I dont quite have everything done, but the basic structure is showing very good results. I also remove as much redundancy as possible during the creation of the read-only files so instead of taking more space than the raw blockchain, it ends up taking about half the space. About half of that is the signatures, which can be purged for non-relaying nodes after it has been validated.

The format of the utxo vector would just be the location of the unspent that is being spent and the location of the spend is implicit in the order of the vins.

[u0, u1, u2, u3, ...] is a list of 6 byte locators for the unspent that the corresponding vin in the bundle is spending, where each ui contains the bundle id and the unspentind. Each unspentind is simply the order it appears in the bundle (starting at 1).

the above is not directly usable, but it is invariant and can be created once and put into the read-only file(system). using mksquashfs reduces the size of the index tables by almost 50%.

Given such a list for all bundles, then using a parallel multicore process, they can all be traversed and update a bitmap to indicate which outputs are spent. So a 0 bit for this means it is unspent. Maybe 1 bit of space per utxo is good enough, as that is seemingly as good as it gets, but it is 1 bit per vout, so more like 30MB size.
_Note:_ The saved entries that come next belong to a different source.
// ABOUTME: Configuration file loading, validation, and hierarchical merging for postgen
// ABOUTME: Supports TOML config files with XDG Base Directory specification compliance

use anyhow::{Context, Result, anyhow};
use serde::{Deserialize, Deserializer};
use std::path::{Path, PathBuf};

use crate::catalog::Tone;
use postgen_sdk::constants::search;

#[derive(Debug, Clone, PartialEq, Deserialize, Default)]
pub struct Config {
    #[serde(default, deserialize_with = "validate_tone")]
    pub default_tone: Option<String>,
    #[serde(default)]
    pub default_format: Option<String>,
    /// First entry is the drafting language; the rest are translation targets
    #[serde(default)]
    pub languages: Option<Vec<String>>,
    #[serde(default)]
    pub output_dir: Option<String>,
    /// JSON prompt-catalog override file
    #[serde(default)]
    pub catalog_path: Option<String>,
    #[serde(default)]
    pub chat: Option<ChatConfig>,
    #[serde(default)]
    pub search: Option<SearchConfig>,
}

#[derive(Debug, Clone, PartialEq, Deserialize, Default)]
pub struct ChatConfig {
    #[serde(default)]
    pub model: Option<String>,
    #[serde(default)]
    pub api_url: Option<String>,
    #[serde(default)]
    pub temperature: Option<f32>,
    #[serde(default)]
    pub max_tokens: Option<u32>,
}

#[derive(Debug, Clone, PartialEq, Deserialize, Default)]
pub struct SearchConfig {
    #[serde(default)]
    pub api_url: Option<String>,
    #[serde(default)]
    pub display: Option<u32>,
    #[serde(default, deserialize_with = "validate_sort")]
    pub sort: Option<String>,
}

impl Config {
    /// Load configuration from standard XDG-compliant locations
    pub fn load() -> Result<Self> {
        let paths = Self::get_config_paths();
        Self::load_from_paths(&paths.iter().map(|p| p.as_str()).collect::<Vec<_>>())
    }

    /// Load configuration from specific file paths in order of precedence
    pub fn load_from_paths(paths: &[&str]) -> Result<Self> {
        let mut config = Config::default();

        for path in paths {
            // Apply in order - later paths override earlier ones
            if let Ok(file_config) = Self::load_from_file(path) {
                config = config.merge(file_config);
            }
        }

        config.validate()?;
        Ok(config)
    }

    /// Load configuration from a single file
    pub fn load_from_file<P: AsRef<Path>>(path: P) -> Result<Self> {
        let content = std::fs::read_to_string(&path)
            .with_context(|| format!("Failed to read config file: {}", path.as_ref().display()))?;

        let config: Config = toml::from_str(&content).with_context(|| {
            format!(
                "Failed to parse TOML config file: {}",
                path.as_ref().display()
            )
        })?;

        config.validate()?;
        Ok(config)
    }

    /// Get standard config file paths in order of precedence (highest first)
    pub fn get_config_paths() -> Vec<String> {
        let mut paths = Vec::new();

        // 1. Project-specific config (highest precedence)
        if let Ok(current_dir) = std::env::current_dir() {
            paths.push(
                current_dir
                    .join("postgen.toml")
                    .to_string_lossy()
                    .to_string(),
            );
        }

        // 2. XDG config home
        if let Some(config_home) = std::env::var_os("XDG_CONFIG_HOME") {
            let path = PathBuf::from(config_home).join("postgen").join("config.toml");
            paths.push(path.to_string_lossy().to_string());
        }

        // 3. User config directory fallback
        if let Some(home_dir) = dirs::home_dir() {
            let path = home_dir
                .join(".config")
                .join("postgen")
                .join("config.toml");
            paths.push(path.to_string_lossy().to_string());
        }

        paths
    }

    /// Merge this config with another, giving precedence to the other config
    pub fn merge(self, other: Config) -> Config {
        Config {
            default_tone: other.default_tone.or(self.default_tone),
            default_format: other.default_format.or(self.default_format),
            languages: other.languages.or(self.languages),
            output_dir: other.output_dir.or(self.output_dir),
            catalog_path: other.catalog_path.or(self.catalog_path),
            chat: match (self.chat, other.chat) {
                (Some(base), Some(other)) => Some(base.merge(other)),
                (Some(base), None) => Some(base),
                (None, Some(other)) => Some(other),
                (None, None) => None,
            },
            search: match (self.search, other.search) {
                (Some(base), Some(other)) => Some(base.merge(other)),
                (Some(base), None) => Some(base),
                (None, Some(other)) => Some(other),
                (None, None) => None,
            },
        }
    }

    /// Validate the entire configuration
    pub fn validate(&self) -> Result<()> {
        if let Some(ref languages) = self.languages {
            if languages.is_empty() {
                return Err(anyhow!("languages must not be an empty list"));
            }
        }

        if let Some(ref search_config) = self.search {
            search_config
                .validate()
                .context("Invalid search configuration")?;
        }

        Ok(())
    }
}

impl ChatConfig {
    pub fn merge(self, other: ChatConfig) -> ChatConfig {
        ChatConfig {
            model: other.model.or(self.model),
            api_url: other.api_url.or(self.api_url),
            temperature: other.temperature.or(self.temperature),
            max_tokens: other.max_tokens.or(self.max_tokens),
        }
    }
}

impl SearchConfig {
    pub fn merge(self, other: SearchConfig) -> SearchConfig {
        SearchConfig {
            api_url: other.api_url.or(self.api_url),
            display: other.display.or(self.display),
            sort: other.sort.or(self.sort),
        }
    }

    pub fn validate(&self) -> Result<()> {
        if let Some(display) = self.display {
            if display == 0 || display > search::MAX_DISPLAY {
                return Err(anyhow!(
                    "display must be between 1 and {}, got {}",
                    search::MAX_DISPLAY,
                    display
                ));
            }
        }
        Ok(())
    }
}

// Custom deserializer for tone validation
fn validate_tone<'de, D>(deserializer: D) -> Result<Option<String>, D::Error>
where
    D: Deserializer<'de>,
{
    use serde::de::Error;

    // Handle the case where the field might not be present
    let value: Option<Option<String>> = Option::deserialize(deserializer).ok();
    let value = value.flatten();

    if let Some(ref tone) = value {
        if Tone::is_known_choice(tone) {
            Ok(value)
        } else {
            Err(D::Error::custom(format!(
                "Invalid tone '{}'. Must be one of: formal, casual, humorous, informative (or 1-4)",
                tone
            )))
        }
    } else {
        Ok(None)
    }
}

// Custom deserializer for search sort validation
fn validate_sort<'de, D>(deserializer: D) -> Result<Option<String>, D::Error>
where
    D: Deserializer<'de>,
{
    use serde::de::Error;

    let value: Option<Option<String>> = Option::deserialize(deserializer).ok();
    let value = value.flatten();

    if let Some(ref sort) = value {
        match sort.as_str() {
            "sim" | "date" => Ok(value),
            _ => Err(D::Error::custom(format!(
                "Invalid sort '{}'. Must be one of: sim, date",
                sort
            ))),
        }
    } else {
        Ok(None)
    }
}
However, I think this can be compressed pretty good with most of the early vouts already being spent (ignoring the satoshi ones). I havent had a chance to get an up to date utxo bitmap, but I hope to get one in the next week.

At the 30MB size or smaller, the entire utxo bitmap will fit into CPU L cache and provide 10x faster performance than RAM. RAM is actually quite slow compared to things that can be done totally inside the CPU.

James
 

jl777

Active Member
Feb 26, 2016
279
345
Thanks for your support. I needed a place for permanent record and with the very supportive atmosphere here I am happy to jot down my notes as I continue the process.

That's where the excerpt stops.